La defensa del Patrimonio cultural es hoy en día un elemento fundamental en la formación de una ciudadanía crítica, participativa, que cree en que otros modelos de hacer ciudad, de hacer paisajes son posibles.

En este sentido, la proliferación de nuevas asociaciones y colectivos de defensa del Patrimonio cultural por todo el Estado parece corroborar estas tesis; a esto contribuye tanto la idea de que la herencia de los valores culturales no debe estar en su mejor momento cuando tantos salimos a la calle a defenderlo, como el argumento de que patrimonio cultural y participación ciudadana van interrelacionados y que la participación honesta de los ciudadanos es la que puede salvar de los intereses individuales y, a veces, perversos a los que está sometido el Patrimonio.
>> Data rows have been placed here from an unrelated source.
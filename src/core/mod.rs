//! Core types and constants for aircraft separation

pub mod types;
pub mod constants;

pub use types::*;
pub use constants::*;
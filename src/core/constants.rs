//! Physical constants and default earth model parameters

/// WGS-84 equatorial radius (major semiaxis) in metres
pub const EARTH_RADIUS: f64 = 6378137.0;

/// WGS-84 flattening
pub const WGS84_FLATTENING: f64 = 1.0 / 298.257223563;

/// Feet to metres, the provider reports altitude in feet
pub const FEET_TO_METRES: f64 = 0.3048;
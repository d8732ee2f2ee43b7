//! Communication error types for position providers

use thiserror::Error;

/// Failures talking to the position provider.
///
/// These are propagated unmodified; the separation engine never retries.
#[derive(Debug, Clone, PartialEq, Error)]
pub enum CommError {
    /// The service could not be reached
    #[error("Connection to {url} failed: {details}")]
    ConnectionFailed { url: String, details: String },
    /// The request did not complete within the client timeout
    #[error("Request to {url} timed out")]
    Timeout { url: String },
    /// The service answered with a non-success status
    #[error("HTTP {status} from {url}")]
    HttpStatus { status: u16, url: String },
    /// The response body could not be interpreted
    #[error("Invalid response: {details}")]
    InvalidResponse { details: String },
    /// The HTTP client could not be constructed
    #[error("HTTP client setup failed: {details}")]
    ClientSetup { details: String },
}

/// Result type for provider operations
pub type CommResult<T> = Result<T, CommError>;
//! Position provider abstraction.
//!
//! The separation engine only needs one capability from the outside world:
//! a batched lookup of current aircraft positions. `BlueBirdClient` serves it
//! over HTTP, `MockPositionProvider` from memory.

pub mod bluebird;
pub mod error;
pub mod mock;

pub use bluebird::BlueBirdClient;
pub use error::{CommError, CommResult};
pub use mock::MockPositionProvider;

use crate::core::AircraftId;
use serde::{Deserialize, Serialize};
use std::collections::HashMap;

/// Position as reported by the provider. Altitude is in feet.
#[derive(Debug, Clone, Copy, PartialEq, Serialize, Deserialize)]
pub struct RawPosition {
    pub latitude: f64,
    pub longitude: f64,
    pub altitude_ft: f64,
}

impl RawPosition {
    pub fn new(latitude: f64, longitude: f64, altitude_ft: f64) -> Self {
        Self {
            latitude,
            longitude,
            altitude_ft,
        }
    }
}

/// Batched lookup of current aircraft positions.
pub trait PositionProvider {
    /// Fetch positions for `ids` in a single request.
    ///
    /// Ids unknown to the provider are absent from the returned map; that is
    /// not an error. `Err` means the provider itself could not be queried.
    fn fetch_positions(&self, ids: &[AircraftId]) -> CommResult<HashMap<AircraftId, RawPosition>>;
}

impl<P: PositionProvider + ?Sized> PositionProvider for &P {
    fn fetch_positions(&self, ids: &[AircraftId]) -> CommResult<HashMap<AircraftId, RawPosition>> {
        (**self).fetch_positions(ids)
    }
}

impl<P: PositionProvider + ?Sized> PositionProvider for Box<P> {
    fn fetch_positions(&self, ids: &[AircraftId]) -> CommResult<HashMap<AircraftId, RawPosition>> {
        (**self).fetch_positions(ids)
    }
}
En efecto, han pasado los días en que los monumentos y su protección era una cuestión que concernía solo a una minoría de grandes.

Hoy en día la labor que desarrollamos los movimientos ciudadanos preocupados por el Patrimonio se relaciona, cada vez más, con la denuncia pública de su deterioro, pero, sobre todo, con la difusión de sus valores, con el principal objetivo de desarrollar entre la ciudadanía la conciencia de la responsabilidad común de su conservación, en especial la del Patrimonio menos monumental y de otra escala más cercana: los barrios y los elementos que los caracterizan, sin olvidarnos de la atención a aquellos espacios que la arqueología nos ofrece en cada excavación nueva, y de la defensa de los llamados Bienes de Interés Cultural –BIC- cuya protección basada en un texto legal no es suficiente garantía para su mantenimiento y disfrute por la ciudadanía.

Por último, cabe preguntarse en esta introducción si el incremento de asociaciones y acciones en la defensa del Patrimonio no es fiel reflejo de la preocupante actitud de la Administración competente en temas patrimoniales. No es una novedad indicar ahora que muchas decisiones administrativas no son compartidas ni comprendidas, que en muchas ocasiones son nuestras voces las que advierten a la administración del abandono, del expolio o de la destrucción del Patrimonio, y que en tantas otras no encontramos la sensibilidad y las ideas claras que querríamos ver en quienes deberían fomentar una cultura de defensa del Patrimonio.

2. ¿Qué hacen las Administraciones Públicas?

“Los poderes públicos garantizarán la conservación y promoverán el enriquecimiento del patrimonio histórico, cultural y artístico de los pueblos de España y de los bienes que lo integran, cualquiera que sea su régimen jurídico y su titularidad. La ley penal sancionará los atentados contra este patrimonio.”Artº 46 de la Constitución Española.

El artículo 46 de la Constitución recoge la defensa del Patrimonio por parte de los poderes públicos, de ahí su responsabilidad en primer lugar cuando desaparece, se maltrata o se abandona cualquier recurso patrimonial.
Entendemos que dicha responsabilidad se extiende a tres aspectos fundamentales de la política de defensa del Patrimonio cultural: la vigilancia ante los desmanes y atentados contra éste; la necesaria actuación para sancionarlos y prevenir nuevos daños y, por último, la imprescindible educación de la ciudadanía para que sea una realidad el disfrute y valoración del Patrimonio por todos.
Sin embargo, no parece que se alcancen estos objetivos por parte de las administraciones competentes. Es más, a menudo tenemos que luchar contra ellas para recordarles sus funciones, protestar ante muchas de sus actuaciones, sus silencios, su lentitud o su permisividad ante el lamentable deterioro del Patrimonio cultural. De todo ello extraemos las siguientes consideraciones:

• Las administraciones públicas deben dar ejemplo del cumplimiento estricto de las leyes de Patrimonio histórico y artístico. Así, ciertas actuaciones en la provincia de Sevilla (Palacio de San Telmo, yacimiento del Carambolo, solar de la Encarnación, Palacio Arzobispal, San Laureano, Salón de Écija, entre otros) nos preocupan dado que generan polémicas y dudas razonables acerca del cumplimiento de la Ley, rigurosa para el ciudadano en tantas ocasiones, pero laxa para la Administración en tantas otras.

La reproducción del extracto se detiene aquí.